___ SOURCE DATA ___

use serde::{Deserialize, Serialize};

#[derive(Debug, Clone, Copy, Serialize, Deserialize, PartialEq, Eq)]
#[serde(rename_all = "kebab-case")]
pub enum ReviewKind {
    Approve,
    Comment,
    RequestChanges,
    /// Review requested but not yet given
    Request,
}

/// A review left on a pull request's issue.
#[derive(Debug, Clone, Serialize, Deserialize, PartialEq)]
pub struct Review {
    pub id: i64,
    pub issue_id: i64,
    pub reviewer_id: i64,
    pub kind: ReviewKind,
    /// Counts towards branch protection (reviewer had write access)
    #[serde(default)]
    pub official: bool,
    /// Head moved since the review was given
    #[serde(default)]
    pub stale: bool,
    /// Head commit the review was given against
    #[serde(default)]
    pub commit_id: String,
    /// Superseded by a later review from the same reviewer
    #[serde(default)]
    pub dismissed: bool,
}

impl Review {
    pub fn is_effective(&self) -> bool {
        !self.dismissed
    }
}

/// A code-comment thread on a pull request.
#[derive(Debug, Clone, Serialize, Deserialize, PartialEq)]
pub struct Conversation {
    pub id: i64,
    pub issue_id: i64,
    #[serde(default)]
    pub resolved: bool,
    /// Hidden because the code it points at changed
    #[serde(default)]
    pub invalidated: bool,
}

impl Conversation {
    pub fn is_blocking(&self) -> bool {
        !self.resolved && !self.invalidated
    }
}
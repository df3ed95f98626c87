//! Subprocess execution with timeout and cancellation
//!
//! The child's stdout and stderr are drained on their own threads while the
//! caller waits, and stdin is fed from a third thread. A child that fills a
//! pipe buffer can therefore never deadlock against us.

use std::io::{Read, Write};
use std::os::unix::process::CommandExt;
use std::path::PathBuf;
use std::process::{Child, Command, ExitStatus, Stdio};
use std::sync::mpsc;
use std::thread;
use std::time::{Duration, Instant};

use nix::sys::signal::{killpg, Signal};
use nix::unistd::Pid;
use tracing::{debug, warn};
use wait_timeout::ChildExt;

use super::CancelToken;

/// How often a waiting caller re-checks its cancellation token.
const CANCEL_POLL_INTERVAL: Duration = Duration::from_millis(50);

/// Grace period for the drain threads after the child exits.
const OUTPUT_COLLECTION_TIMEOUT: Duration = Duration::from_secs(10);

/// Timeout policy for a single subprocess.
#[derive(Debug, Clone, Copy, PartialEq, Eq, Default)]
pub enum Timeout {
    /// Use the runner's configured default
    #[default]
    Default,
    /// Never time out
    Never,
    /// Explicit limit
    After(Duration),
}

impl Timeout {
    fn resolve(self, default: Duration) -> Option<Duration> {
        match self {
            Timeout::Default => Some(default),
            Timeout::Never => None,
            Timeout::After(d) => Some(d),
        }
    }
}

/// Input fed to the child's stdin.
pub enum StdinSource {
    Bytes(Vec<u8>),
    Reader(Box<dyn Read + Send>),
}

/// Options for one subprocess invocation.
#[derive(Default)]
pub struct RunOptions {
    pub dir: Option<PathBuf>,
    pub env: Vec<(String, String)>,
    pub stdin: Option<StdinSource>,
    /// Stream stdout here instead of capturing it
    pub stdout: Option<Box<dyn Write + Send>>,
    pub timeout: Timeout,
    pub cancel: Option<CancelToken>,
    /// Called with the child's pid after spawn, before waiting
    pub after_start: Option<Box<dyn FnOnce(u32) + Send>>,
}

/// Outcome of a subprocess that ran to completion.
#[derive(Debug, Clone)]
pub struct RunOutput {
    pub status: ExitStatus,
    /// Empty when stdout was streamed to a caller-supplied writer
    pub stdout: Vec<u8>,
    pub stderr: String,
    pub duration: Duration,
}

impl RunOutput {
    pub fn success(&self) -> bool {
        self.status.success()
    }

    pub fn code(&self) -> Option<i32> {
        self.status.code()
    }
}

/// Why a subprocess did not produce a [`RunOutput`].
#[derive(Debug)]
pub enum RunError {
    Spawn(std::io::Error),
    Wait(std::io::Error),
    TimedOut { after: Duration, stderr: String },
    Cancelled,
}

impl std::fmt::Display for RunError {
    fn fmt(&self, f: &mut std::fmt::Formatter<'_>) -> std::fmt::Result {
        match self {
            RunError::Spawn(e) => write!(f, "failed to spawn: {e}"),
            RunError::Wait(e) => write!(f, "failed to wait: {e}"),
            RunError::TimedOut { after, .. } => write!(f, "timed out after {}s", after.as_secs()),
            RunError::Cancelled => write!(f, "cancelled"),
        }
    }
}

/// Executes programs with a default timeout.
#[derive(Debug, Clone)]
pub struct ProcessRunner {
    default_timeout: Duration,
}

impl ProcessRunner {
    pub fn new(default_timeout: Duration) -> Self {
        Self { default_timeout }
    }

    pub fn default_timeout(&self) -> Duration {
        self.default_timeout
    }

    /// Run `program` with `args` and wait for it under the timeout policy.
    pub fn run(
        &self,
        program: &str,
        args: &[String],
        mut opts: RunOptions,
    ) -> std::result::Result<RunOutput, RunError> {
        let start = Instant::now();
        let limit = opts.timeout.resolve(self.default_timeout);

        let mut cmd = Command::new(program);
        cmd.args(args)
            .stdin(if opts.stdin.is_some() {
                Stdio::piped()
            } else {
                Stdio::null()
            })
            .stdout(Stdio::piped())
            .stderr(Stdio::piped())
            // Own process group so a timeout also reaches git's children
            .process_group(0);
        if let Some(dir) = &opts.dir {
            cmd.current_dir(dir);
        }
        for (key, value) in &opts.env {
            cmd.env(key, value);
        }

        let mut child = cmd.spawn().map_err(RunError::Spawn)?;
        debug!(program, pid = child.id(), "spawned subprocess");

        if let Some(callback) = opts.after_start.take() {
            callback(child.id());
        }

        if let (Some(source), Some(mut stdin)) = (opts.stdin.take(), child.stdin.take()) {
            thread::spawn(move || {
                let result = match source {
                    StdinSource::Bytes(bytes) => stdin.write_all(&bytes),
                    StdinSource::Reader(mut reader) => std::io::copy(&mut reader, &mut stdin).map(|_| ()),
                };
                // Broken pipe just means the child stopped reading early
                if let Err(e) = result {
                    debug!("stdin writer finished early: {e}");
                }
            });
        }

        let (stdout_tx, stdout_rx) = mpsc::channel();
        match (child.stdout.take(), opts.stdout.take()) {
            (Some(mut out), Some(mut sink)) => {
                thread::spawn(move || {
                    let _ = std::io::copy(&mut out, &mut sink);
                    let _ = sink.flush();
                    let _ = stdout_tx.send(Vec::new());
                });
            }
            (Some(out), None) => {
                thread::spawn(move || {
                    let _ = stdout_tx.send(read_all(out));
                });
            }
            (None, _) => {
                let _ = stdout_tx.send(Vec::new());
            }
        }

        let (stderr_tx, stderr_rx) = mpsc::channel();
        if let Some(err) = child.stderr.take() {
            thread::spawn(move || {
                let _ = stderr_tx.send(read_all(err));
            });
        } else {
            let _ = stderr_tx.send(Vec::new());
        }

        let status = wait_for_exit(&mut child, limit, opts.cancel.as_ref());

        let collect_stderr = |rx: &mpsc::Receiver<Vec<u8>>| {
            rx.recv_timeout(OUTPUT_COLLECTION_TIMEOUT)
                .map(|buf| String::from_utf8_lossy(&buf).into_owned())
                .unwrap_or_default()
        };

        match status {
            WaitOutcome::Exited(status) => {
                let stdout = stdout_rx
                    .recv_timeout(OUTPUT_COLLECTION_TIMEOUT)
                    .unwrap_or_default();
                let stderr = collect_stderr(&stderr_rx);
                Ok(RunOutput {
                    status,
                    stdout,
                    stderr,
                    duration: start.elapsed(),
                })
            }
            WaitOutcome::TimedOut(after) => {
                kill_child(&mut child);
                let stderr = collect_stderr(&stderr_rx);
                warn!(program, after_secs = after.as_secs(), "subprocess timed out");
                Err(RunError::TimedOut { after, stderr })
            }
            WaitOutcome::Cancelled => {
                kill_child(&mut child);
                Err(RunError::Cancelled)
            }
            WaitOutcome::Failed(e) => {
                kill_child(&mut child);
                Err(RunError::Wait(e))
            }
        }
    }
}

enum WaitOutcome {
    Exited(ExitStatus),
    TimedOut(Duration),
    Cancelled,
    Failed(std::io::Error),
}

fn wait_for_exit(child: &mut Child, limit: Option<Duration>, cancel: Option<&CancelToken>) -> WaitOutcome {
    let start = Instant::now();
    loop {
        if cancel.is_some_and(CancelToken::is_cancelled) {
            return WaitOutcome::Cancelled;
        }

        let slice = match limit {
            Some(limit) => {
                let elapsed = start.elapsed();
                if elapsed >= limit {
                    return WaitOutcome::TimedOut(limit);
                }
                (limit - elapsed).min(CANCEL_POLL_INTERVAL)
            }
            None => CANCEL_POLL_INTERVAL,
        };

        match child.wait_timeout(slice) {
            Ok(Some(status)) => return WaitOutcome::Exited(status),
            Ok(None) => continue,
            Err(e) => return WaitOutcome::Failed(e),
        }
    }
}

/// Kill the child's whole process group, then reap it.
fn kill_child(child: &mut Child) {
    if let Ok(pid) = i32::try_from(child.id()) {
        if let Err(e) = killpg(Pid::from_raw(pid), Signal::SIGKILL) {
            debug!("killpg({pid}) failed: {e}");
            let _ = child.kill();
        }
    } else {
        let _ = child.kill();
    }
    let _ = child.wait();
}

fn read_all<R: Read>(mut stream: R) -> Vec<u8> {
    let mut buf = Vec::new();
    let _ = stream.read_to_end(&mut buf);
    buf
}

___

Which lines of the data contain "resolved"? Copy them all.

RESULT OF THIS TASK =
    pub resolved: bool,
        !self.resolved && !self.invalidated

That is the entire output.